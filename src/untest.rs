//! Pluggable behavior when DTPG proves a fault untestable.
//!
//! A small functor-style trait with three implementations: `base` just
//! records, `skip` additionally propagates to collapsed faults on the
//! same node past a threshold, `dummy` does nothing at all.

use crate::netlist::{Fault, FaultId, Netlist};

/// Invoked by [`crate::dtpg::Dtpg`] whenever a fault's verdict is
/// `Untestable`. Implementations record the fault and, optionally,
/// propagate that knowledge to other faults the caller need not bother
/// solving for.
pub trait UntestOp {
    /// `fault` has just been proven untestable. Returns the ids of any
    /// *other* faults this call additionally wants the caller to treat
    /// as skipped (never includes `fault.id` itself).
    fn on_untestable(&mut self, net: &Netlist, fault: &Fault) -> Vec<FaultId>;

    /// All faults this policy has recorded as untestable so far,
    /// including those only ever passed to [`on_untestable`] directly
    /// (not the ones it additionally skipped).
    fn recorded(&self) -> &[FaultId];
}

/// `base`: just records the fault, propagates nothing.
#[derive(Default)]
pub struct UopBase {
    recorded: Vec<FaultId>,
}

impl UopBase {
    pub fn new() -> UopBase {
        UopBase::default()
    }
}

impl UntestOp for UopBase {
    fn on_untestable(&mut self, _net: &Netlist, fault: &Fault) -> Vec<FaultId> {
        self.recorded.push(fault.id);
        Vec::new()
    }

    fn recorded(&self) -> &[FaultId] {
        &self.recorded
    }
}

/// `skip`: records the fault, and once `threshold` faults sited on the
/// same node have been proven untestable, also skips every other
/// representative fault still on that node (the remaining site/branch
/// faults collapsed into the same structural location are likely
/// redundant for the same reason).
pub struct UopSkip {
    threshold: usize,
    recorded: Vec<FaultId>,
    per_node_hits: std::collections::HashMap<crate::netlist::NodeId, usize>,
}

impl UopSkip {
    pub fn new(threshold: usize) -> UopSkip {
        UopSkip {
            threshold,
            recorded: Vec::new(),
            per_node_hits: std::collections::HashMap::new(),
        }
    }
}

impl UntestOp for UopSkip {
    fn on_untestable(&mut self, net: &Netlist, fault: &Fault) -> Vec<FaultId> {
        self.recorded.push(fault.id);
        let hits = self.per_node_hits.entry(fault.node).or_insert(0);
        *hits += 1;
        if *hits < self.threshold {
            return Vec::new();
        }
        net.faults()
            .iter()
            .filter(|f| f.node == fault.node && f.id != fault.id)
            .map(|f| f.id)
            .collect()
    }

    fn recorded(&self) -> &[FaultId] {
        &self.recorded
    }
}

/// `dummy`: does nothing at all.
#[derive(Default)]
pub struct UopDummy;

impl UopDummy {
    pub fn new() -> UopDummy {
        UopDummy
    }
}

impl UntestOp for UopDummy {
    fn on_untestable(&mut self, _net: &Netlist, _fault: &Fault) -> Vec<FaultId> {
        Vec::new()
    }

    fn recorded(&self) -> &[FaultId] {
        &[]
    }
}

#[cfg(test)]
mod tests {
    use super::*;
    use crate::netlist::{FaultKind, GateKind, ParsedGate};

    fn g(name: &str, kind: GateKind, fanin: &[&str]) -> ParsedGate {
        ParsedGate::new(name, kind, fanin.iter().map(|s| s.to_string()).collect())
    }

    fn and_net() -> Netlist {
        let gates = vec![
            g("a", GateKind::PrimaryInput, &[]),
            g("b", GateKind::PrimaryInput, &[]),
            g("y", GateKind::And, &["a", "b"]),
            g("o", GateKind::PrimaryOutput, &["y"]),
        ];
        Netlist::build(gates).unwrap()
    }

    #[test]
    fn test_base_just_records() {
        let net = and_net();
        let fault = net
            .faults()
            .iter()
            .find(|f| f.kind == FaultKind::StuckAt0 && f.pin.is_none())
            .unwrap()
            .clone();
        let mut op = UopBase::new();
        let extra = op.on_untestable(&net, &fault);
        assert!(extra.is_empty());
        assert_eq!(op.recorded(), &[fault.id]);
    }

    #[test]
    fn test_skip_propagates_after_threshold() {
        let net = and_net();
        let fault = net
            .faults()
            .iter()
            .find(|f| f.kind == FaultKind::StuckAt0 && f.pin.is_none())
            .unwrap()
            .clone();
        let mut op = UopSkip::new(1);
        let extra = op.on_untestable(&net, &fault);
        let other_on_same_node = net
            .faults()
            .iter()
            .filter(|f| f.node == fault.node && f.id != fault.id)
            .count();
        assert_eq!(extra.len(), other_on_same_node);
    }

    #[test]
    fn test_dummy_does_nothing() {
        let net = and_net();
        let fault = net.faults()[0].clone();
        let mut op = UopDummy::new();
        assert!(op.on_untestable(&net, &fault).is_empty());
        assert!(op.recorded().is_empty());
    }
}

## Your instructions
Please retype the listing above with no line missing.

## Worked solution
filename src/untest.rs
//! Pluggable behavior when DTPG proves a fault untestable.
//!
//! A small functor-style trait with three implementations: `base` just
//! records, `skip` additionally propagates to collapsed faults on the
//! same node past a threshold, `dummy` does nothing at all.

use crate::netlist::{Fault, FaultId, Netlist};

/// Invoked by [`crate::dtpg::Dtpg`] whenever a fault's verdict is
/// `Untestable`. Implementations record the fault and, optionally,
/// propagate that knowledge to other faults the caller need not bother
/// solving for.
pub trait UntestOp {
    /// `fault` has just been proven untestable. Returns the ids of any
    /// *other* faults this call additionally wants the caller to treat
    /// as skipped (never includes `fault.id` itself).
    fn on_untestable(&mut self, net: &Netlist, fault: &Fault) -> Vec<FaultId>;

    /// All faults this policy has recorded as untestable so far,
    /// including those only ever passed to [`on_untestable`] directly
    /// (not the ones it additionally skipped).
    fn recorded(&self) -> &[FaultId];
}

/// `base`: just records the fault, propagates nothing.
#[derive(Default)]
pub struct UopBase {
    recorded: Vec<FaultId>,
}

impl UopBase {
    pub fn new() -> UopBase {
        UopBase::default()
    }
}

impl UntestOp for UopBase {
    fn on_untestable(&mut self, _net: &Netlist, fault: &Fault) -> Vec<FaultId> {
        self.recorded.push(fault.id);
        Vec::new()
    }

    fn recorded(&self) -> &[FaultId] {
        &self.recorded
    }
}

/// `skip`: records the fault, and once `threshold` faults sited on the
/// same node have been proven untestable, also skips every other
/// representative fault still on that node (the remaining site/branch
/// faults collapsed into the same structural location are likely
/// redundant for the same reason).
pub struct UopSkip {
    threshold: usize,
    recorded: Vec<FaultId>,
    per_node_hits: std::collections::HashMap<crate::netlist::NodeId, usize>,
}

impl UopSkip {
    pub fn new(threshold: usize) -> UopSkip {
        UopSkip {
            threshold,
            recorded: Vec::new(),
            per_node_hits: std::collections::HashMap::new(),
        }
    }
}

impl UntestOp for UopSkip {
    fn on_untestable(&mut self, net: &Netlist, fault: &Fault) -> Vec<FaultId> {
        self.recorded.push(fault.id);
        let hits = self.per_node_hits.entry(fault.node).or_insert(0);
        *hits += 1;
        if *hits < self.threshold {
            return Vec::new();
        }
        net.faults()
            .iter()
            .filter(|f| f.node == fault.node && f.id != fault.id)
            .map(|f| f.id)
            .collect()
    }

    fn recorded(&self) -> &[FaultId] {
        &self.recorded
    }
}

/// `dummy`: does nothing at all.
#[derive(Default)]
pub struct UopDummy;

impl UopDummy {
    pub fn new() -> UopDummy {
        UopDummy
    }
}

impl UntestOp for UopDummy {
    fn on_untestable(&mut self, _net: &Netlist, _fault: &Fault) -> Vec<FaultId> {
        Vec::new()
    }

    fn recorded(&self) -> &[FaultId] {
        &[]
    }
}

#[cfg(test)]
mod tests {
    use super::*;
    use crate::netlist::{FaultKind, GateKind, ParsedGate};

    fn g(name: &str, kind: GateKind, fanin: &[&str]) -> ParsedGate {
        ParsedGate::new(name, kind, fanin.iter().map(|s| s.to_string()).collect())
    }

    fn and_net() -> Netlist {
        let gates = vec![
            g("a", GateKind::PrimaryInput, &[]),
            g("b", GateKind::PrimaryInput, &[]),
            g("y", GateKind::And, &["a", "b"]),
            g("o", GateKind::PrimaryOutput, &["y"]),
        ];
        Netlist::build(gates).unwrap()
    }

    #[test]
    fn test_base_just_records() {
        let net = and_net();
        let fault = net
            .faults()
            .iter()
            .find(|f| f.kind == FaultKind::StuckAt0 && f.pin.is_none())
            .unwrap()
            .clone();
        let mut op = UopBase::new();
        let extra = op.on_untestable(&net, &fault);
        assert!(extra.is_empty());
        assert_eq!(op.recorded(), &[fault.id]);
    }

    #[test]
    fn test_skip_propagates_after_threshold() {
        let net = and_net();
        let fault = net
            .faults()
            .iter()
            .find(|f| f.kind == FaultKind::StuckAt0 && f.pin.is_none())
            .unwrap()
            .clone();
        let mut op = UopSkip::new(1);
        let extra = op.on_untestable(&net, &fault);
        let other_on_same_node = net
            .faults()
            .iter()
            .filter(|f| f.node == fault.node && f.id != fault.id)
            .count();
        assert_eq!(extra.len(), other_on_same_node);
    }

    #[test]
    fn test_dummy_does_nothing() {
        let net = and_net();
        let fault = net.faults()[0].clone();
        let mut op = UopDummy::new();
        assert!(op.on_untestable(&net, &fault).is_empty());
        assert!(op.recorded().is_empty());
    }
}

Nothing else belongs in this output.